Un incontro per parlare della ben articolata società israeliana ha messo in luce il volto più inesplorato e complesso, ma più vivo e reale di Israele che non tutti conoscono. L’occasione è stata la presentazione del libro “Costruire la società – Israele tra passato e futuro” a cura di Claudia Damari e Dan Soen (ed. Pisa University Press 2014) al Museo Civico Giovanni Fattori a Livorno, promosso dalla Comunità ebraica e il Comune di Livorno insieme al Dipartimento Educazione e Cultura dell’ UCEI.
Per Caludia Damari “il volume si rivolge a tutti coloro che desiderano conoscere qualcosa di più e di non convenzionale non su Israele in quanto Stato, ma su Israele in quanto Società, oggetto di grande complessità. Ciò che ha animato e sostenuto la realizzazione di questa impresa intellettuale è la ferma determinazione a ‘consegnare’ al pubblico italiano un volto inedito e, proprio per questo motivo, insolito di Israele. Questo volume è concepito come un primo viaggio esplorativo attraverso le infrastrutture della vita quotidiana in Israele.” Il testo è infatti distinto in tre sezioni, dedicate rispettivamente alla questione dell’identità israeliana, alle dinamiche culturali ed educative, al sistema produttivo e di welfare. Gli undici capitoli distribuiti nelle tre sezioni analizzano specifici argomenti relativi alle grandi tematiche menzionate e sono curati da autori israeliani ed arabo-israeliani particolarmente autorevoli nei loro campi di studio.
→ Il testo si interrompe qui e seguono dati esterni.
//! TKEClusterConfig Custom Resource Definition.
//!
//! Declares the desired shape of a Tencent Kubernetes Engine cluster: basic,
//! network and advanced settings, node pools and the API endpoint. Field names
//! follow the `tke.pandaria.io/v1` wire format so existing manifests keep working.

use std::fmt;

use kube::CustomResource;
use schemars::JsonSchema;
use serde::{Deserialize, Serialize};

/// TKEClusterConfig drives a managed cluster toward the declared state.
///
/// Example:
/// ```yaml
/// apiVersion: tke.pandaria.io/v1
/// kind: TKEClusterConfig
/// metadata:
///   name: prod
/// spec:
///   tkeCredentialSecret: cattle-global-data:cc-abcde
///   region: ap-guangzhou
///   clusterBasicSettings:
///     clusterName: prod
///     clusterVersion: "1.30.0"
///     vpcId: vpc-123
///   nodePoolList:
///     - name: workers
///       autoScalingGroupPara:
///         minSize: 1
///         maxSize: 5
///         desiredCapacity: 3
///       launchConfigurePara:
///         instanceType: S5.MEDIUM4
/// ```
#[derive(CustomResource, Clone, Debug, Default, Deserialize, Serialize, JsonSchema, PartialEq)]
#[kube(
    group = "tke.pandaria.io",
    version = "v1",
    kind = "TKEClusterConfig",
    root = "TkeClusterConfig",
    plural = "tkeclusterconfigs",
    shortname = "tkecc",
    status = "TkeClusterConfigStatus",
    namespaced,
    derive = "PartialEq",
    derive = "Default",
    printcolumn = r#"{"name":"Phase", "type":"string", "jsonPath":".status.phase"}"#,
    printcolumn = r#"{"name":"Cluster", "type":"string", "jsonPath":".spec.clusterId"}"#,
    printcolumn = r#"{"name":"Region", "type":"string", "jsonPath":".spec.region"}"#,
    printcolumn = r#"{"name":"Imported", "type":"boolean", "jsonPath":".spec.imported"}"#,
    printcolumn = r#"{"name":"Age", "type":"date", "jsonPath":".metadata.creationTimestamp"}"#
)]
#[serde(rename_all = "camelCase")]
pub struct TkeClusterConfigSpec {
    /// Credential secret reference, `namespace:name` or a bare `name`.
    #[serde(default)]
    pub tke_credential_secret: String,

    /// Adopt an existing upstream cluster instead of creating one.
    #[serde(default)]
    pub imported: bool,

    #[serde(default)]
    pub region: String,

    /// Upstream cluster ID. Empty until the cluster is created.
    #[serde(default)]
    pub cluster_id: String,

    #[serde(default, skip_serializing_if = "Option::is_none")]
    pub cluster_endpoint: Option<ClusterEndpoint>,

    #[serde(default, skip_serializing_if = "Option::is_none")]
    pub cluster_basic_settings: Option<ClusterBasicSettings>,

    #[serde(
        default,
        rename = "clusterCIDRSettings",
        skip_serializing_if = "Option::is_none"
    )]
    pub cluster_cidr_settings: Option<ClusterCidrSettings>,

    #[serde(default, skip_serializing_if = "Option::is_none")]
    pub cluster_advanced_settings: Option<ClusterAdvancedSettings>,

    #[serde(default, skip_serializing_if = "Vec::is_empty")]
    pub extension_addon: Vec<ExtensionAddon>,

    /// Bare instances launched alongside cluster creation.
    #[serde(default, skip_serializing_if = "Option::is_none")]
    pub run_instances_for_node: Option<RunInstancesForNode>,

    #[serde(default)]
    pub node_pool_list: Vec<NodePoolDetail>,
}

/// API server endpoint exposure.
#[derive(Clone, Debug, Default, Deserialize, Serialize, JsonSchema, PartialEq)]
#[serde(rename_all = "camelCase")]
pub struct ClusterEndpoint {
    /// Expose the endpoint on the public network.
    #[serde(default)]
    pub enable: bool,
    #[serde(default)]
    pub domain: String,
    #[serde(default)]
    pub subnet_id: String,
    #[serde(default)]
    pub extensive_parameters: String,
    #[serde(default)]
    pub security_group: String,
}

#[derive(Clone, Debug, Default, Deserialize, Serialize, JsonSchema, PartialEq)]
#[serde(rename_all = "camelCase")]
pub struct ClusterBasicSettings {
    #[serde(default)]
    pub cluster_type: String,
    #[serde(default)]
    pub cluster_os: String,
    #[serde(default)]
    pub cluster_version: String,
    #[serde(default)]
    pub cluster_name: String,
    #[serde(default)]
    pub cluster_description: String,
    #[serde(default)]
    pub vpc_id: String,
    #[serde(default)]
    pub project_id: i64,
    /// Cluster tags as `key=value` pairs.
    #[serde(default)]
    pub tags: Vec<String>,
    #[serde(default)]
    pub cluster_level: String,
    #[serde(default)]
    pub is_auto_upgrade: bool,
}

#[derive(Clone, Debug, Default, Deserialize, Serialize, JsonSchema, PartialEq)]
#[serde(rename_all = "camelCase")]
pub struct ClusterCidrSettings {
    #[serde(default, rename = "clusterCIDR")]
    pub cluster_cidr: String,
    #[serde(default, rename = "ignoreClusterCIDRConflict")]
    pub ignore_cluster_cidr_conflict: bool,
    #[serde(default)]
    pub max_node_pod_num: i64,
    #[serde(default)]
    pub max_cluster_service_num: i64,
    #[serde(default, rename = "serviceCIDR")]
    pub service_cidr: String,
    #[serde(default)]
    pub eni_subnet_ids: Vec<String>,
    #[serde(default)]
    pub claim_expired_seconds: i64,
    #[serde(default, rename = "ignoreServiceCIDRConflict")]
    pub ignore_service_cidr_conflict: bool,
    #[serde(default)]
    pub os_customize_type: String,
    #[serde(default)]
    pub subnet_id: String,
}

#[derive(Clone, Debug, Default, Deserialize, Serialize, JsonSchema, PartialEq)]
#[serde(rename_all = "camelCase")]
pub struct ClusterAdvancedSettings {
    #[serde(default)]
    pub ipvs: bool,
    #[serde(default)]
    pub as_enabled: bool,
    #[serde(default)]
    pub container_runtime: String,
    #[serde(default)]
    pub node_name_type: String,
    #[serde(default, rename = "kubeAPIServer")]
    pub kube_api_server: Vec<String>,
    #[serde(default)]
    pub kube_controller_manager: Vec<String>,
    #[serde(default)]
    pub kube_scheduler: Vec<String>,
    #[serde(default)]
    pub etcd: Vec<String>,
    #[serde(default)]
    pub network_type: String,
    #[serde(default)]
    pub is_non_static_ip_mode: bool,
    #[serde(default)]
    pub deletion_protection: bool,
    #[serde(default)]
    pub kube_proxy_mode: String,
    #[serde(default)]
    pub audit_enabled: bool,
    #[serde(default)]
    pub audit_logset_id: String,
    #[serde(default)]
    pub audit_log_topic_id: String,
    #[serde(default)]
    pub vpc_cni_type: String,
    #[serde(default)]
    pub runtime_version: String,
    #[serde(default, rename = "enableCustomizedPodCIDR")]
    pub enable_customized_pod_cidr: bool,
    #[serde(default)]
    pub base_pod_number: i64,
    #[serde(default)]
    pub cilium_mode: String,
    #[serde(default)]
    pub is_dual_stack: bool,
    /// GPU sharing for the cluster.
    #[serde(default)]
    pub qgpu_share_enable: bool,
}

#[derive(Clone, Debug, Default, Deserialize, Serialize, JsonSchema, PartialEq)]
#[serde(rename_all = "camelCase")]
pub struct ExtensionAddon {
    pub addon_name: String,
    /// Raw JSON addon parameters, passed through unchanged.
    #[serde(default)]
    pub addon_param: String,
}

#[derive(Clone, Debug, Default, Deserialize, Serialize, JsonSchema, PartialEq)]
#[serde(rename_all = "camelCase")]
pub struct RunInstancesForNode {
    #[serde(default)]
    pub node_role: String,
    #[serde(default)]
    pub instance_charge_type: String,
    #[serde(default)]
    pub zone: String,
    #[serde(default)]
    pub instance_count: i64,
    #[serde(default)]
    pub project_id: i64,
    #[serde(default)]
    pub instance_type: String,
    #[serde(default)]
    pub image_id: String,
    #[serde(default)]
    pub system_disk: SystemDisk,
    #[serde(default)]
    pub vpc_id: String,
    #[serde(default)]
    pub subnet_id: String,
    #[serde(default)]
    pub internet_charge_type: String,
    #[serde(default)]
    pub internet_max_bandwidth_out: i64,
    #[serde(default)]
    pub public_ip_assigned: bool,
    #[serde(default)]
    pub instance_name: String,
    #[serde(default)]
    pub key_ids: Vec<String>,
    #[serde(default)]
    pub security_service: bool,
    #[serde(default)]
    pub monitor_service: bool,
    #[serde(default)]
    pub user_data: String,
}

/// One autoscaling node pool.
///
/// `node_pool_id` is empty until the pool exists upstream. Once set it never
/// changes and is the key used to match desired pools against observed ones.
#[derive(Clone, Debug, Default, Deserialize, Serialize, JsonSchema, PartialEq)]
#[serde(rename_all = "camelCase")]
pub struct NodePoolDetail {
    #[serde(default)]
    pub cluster_id: String,
    #[serde(default)]
    pub node_pool_id: String,
    #[serde(default)]
    pub auto_scaling_group_para: AutoScalingGroupPara,
    #[serde(default)]
    pub launch_configure_para: LaunchConfigurePara,
    #[serde(default)]
    pub enable_autoscale: bool,
    #[serde(default)]
    pub name: String,
    /// Node labels as `key=value` pairs.
    #[serde(default)]
    pub labels: Vec<String>,
    /// Node taints as `key=value` pairs.
    #[serde(default)]
    pub taints: Vec<String>,
    #[serde(default)]
    pub node_pool_os: String,
    #[serde(default)]
    pub os_customize_type: String,
    /// Pool tags as `key=value` pairs.
    #[serde(default)]
    pub tags: Vec<String>,
    #[serde(default)]
    pub deletion_protection: bool,
}

#[derive(Clone, Debug, Default, Deserialize, Serialize, JsonSchema, PartialEq)]
#[serde(rename_all = "camelCase")]
pub struct AutoScalingGroupPara {
    #[serde(default)]
    pub auto_scaling_group_name: String,
    #[serde(default)]
    pub max_size: i64,
    #[serde(default)]
    pub min_size: i64,
    #[serde(default)]
    pub desired_capacity: i64,
    #[serde(default)]
    pub vpc_id: String,
    #[serde(default)]
    pub subnet_ids: Vec<String>,
}

#[derive(Clone, Debug, Default, Deserialize, Serialize, JsonSchema, PartialEq)]
#[serde(rename_all = "camelCase")]
pub struct LaunchConfigurePara {
    #[serde(default)]
    pub launch_configuration_name: String,
    #[serde(default)]
    pub instance_type: String,
    #[serde(default)]
    pub system_disk: SystemDisk,
    #[serde(default)]
    pub internet_charge_type: String,
    #[serde(default)]
    pub internet_max_bandwidth_out: i64,
    #[serde(default)]
    pub public_ip_assigned: bool,
    #[serde(default)]
    pub data_disks: Vec<DataDisk>,
    #[serde(default)]
    pub key_ids: Vec<String>,
    #[serde(default)]
    pub security_group_ids: Vec<String>,
    #[serde(default)]
    pub instance_charge_type: String,
}

#[derive(Clone, Debug, Default, Deserialize, Serialize, JsonSchema, PartialEq)]
#[serde(rename_all = "camelCase")]
pub struct SystemDisk {
    #[serde(default)]
    pub disk_type: String,
    #[serde(default)]
    pub disk_size: i64,
}

#[derive(Clone, Debug, Default, Deserialize, Serialize, JsonSchema, PartialEq)]
#[serde(rename_all = "camelCase")]
pub struct DataDisk {
    #[serde(default)]
    pub disk_type: String,
    #[serde(default)]
    pub disk_size: i64,
}

/// Status of a TKEClusterConfig.
#[derive(Clone, Debug, Default, Deserialize, Serialize, JsonSchema, PartialEq)]
#[serde(rename_all = "camelCase")]
pub struct TkeClusterConfigStatus {
    #[serde(default)]
    pub phase: ClusterConfigPhase,
    /// Last reconciliation error. Empty when healthy.
    #[serde(default)]
    pub failure_message: String,
}

/// Lifecycle phase of a TKEClusterConfig.
///
/// Serialized as `""`, `"importing"`, `"creating"`, `"active"` and `"updating"`.
#[derive(Clone, Copy, Debug, Default, Eq, PartialEq, Hash, Deserialize, Serialize, JsonSchema)]
pub enum ClusterConfigPhase {
    /// Nothing has been requested upstream yet.
    #[default]
    #[serde(rename = "")]
    NotCreated,
    /// Adopting an existing upstream cluster.
    #[serde(rename = "importing")]
    Importing,
    /// Waiting for the upstream cluster to come up.
    #[serde(rename = "creating")]
    Creating,
    /// Upstream matches the declared spec.
    #[serde(rename = "active")]
    Active,
    /// Drift is being applied or an upstream operation is in flight.
    #[serde(rename = "updating")]
    Updating,
}

impl ClusterConfigPhase {
    /// All phases, in lifecycle order.
    pub const ALL: [ClusterConfigPhase; 5] = [
        ClusterConfigPhase::NotCreated,
        ClusterConfigPhase::Importing,
        ClusterConfigPhase::Creating,
        ClusterConfigPhase::Active,
        ClusterConfigPhase::Updating,
    ];

    /// The value stored in `status.phase`.
    pub const fn as_str(&self) -> &'static str {
        match self {
            ClusterConfigPhase::NotCreated => "",
            ClusterConfigPhase::Importing => "importing",
            ClusterConfigPhase::Creating => "creating",
            ClusterConfigPhase::Active => "active",
            ClusterConfigPhase::Updating => "updating",
        }
    }
}

impl fmt::Display for ClusterConfigPhase {
    fn fmt(&self, f: &mut fmt::Formatter<'_>) -> fmt::Result {
        match self {
            ClusterConfigPhase::NotCreated => write!(f, "NotCreated"),
            other => write!(f, "{}", other.as_str()),
        }
    }
}

impl TkeClusterConfig {
    /// Current phase, `NotCreated` when no status has been written.
    pub fn phase(&self) -> ClusterConfigPhase {
        self.status.as_ref().map(|s| s.phase).unwrap_or_default()
    }

    /// Stored failure message, empty when none.
    pub fn failure_message(&self) -> &str {
        self.status
            .as_ref()
            .map(|s| s.failure_message.as_str())
            .unwrap_or("")
    }

    /// Whether the API endpoint is requested on the public network.
    pub fn extranet_endpoint(&self) -> bool {
        self.spec
            .cluster_endpoint
            .as_ref()
            .is_some_and(|e| e.enable)
    }
}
Alla presentazione, oltre alla curatrice, sono intervenuti Vittorio Mosseri e rav Yair Didi – presidente e rabbino capo della Comunità ebraica di Livorno – e Graziano Motta, noto giornalista che ha vissuto in Israele oltre venticinque anni, la cui esperienza ha potuto avvalorare l’immagine di Israele che emerge dal libro: una realtà composita, caratterizzata da una pluralità che probabilmente non ha pari al mondo per le sue proporzioni. Dovremmo fare lo sforzo di entrare in questa complessità se vogliamo capire qualcosa di questo piccolo grande paese. Qui l’equilibrio tra identità e alterità è sempre messo in discussione e in via di definizione, a causa di provenienze, storie, religioni e visioni culturali diverse. Questa diversità sociale costituisce per Israele una sfida continua per la sua identità.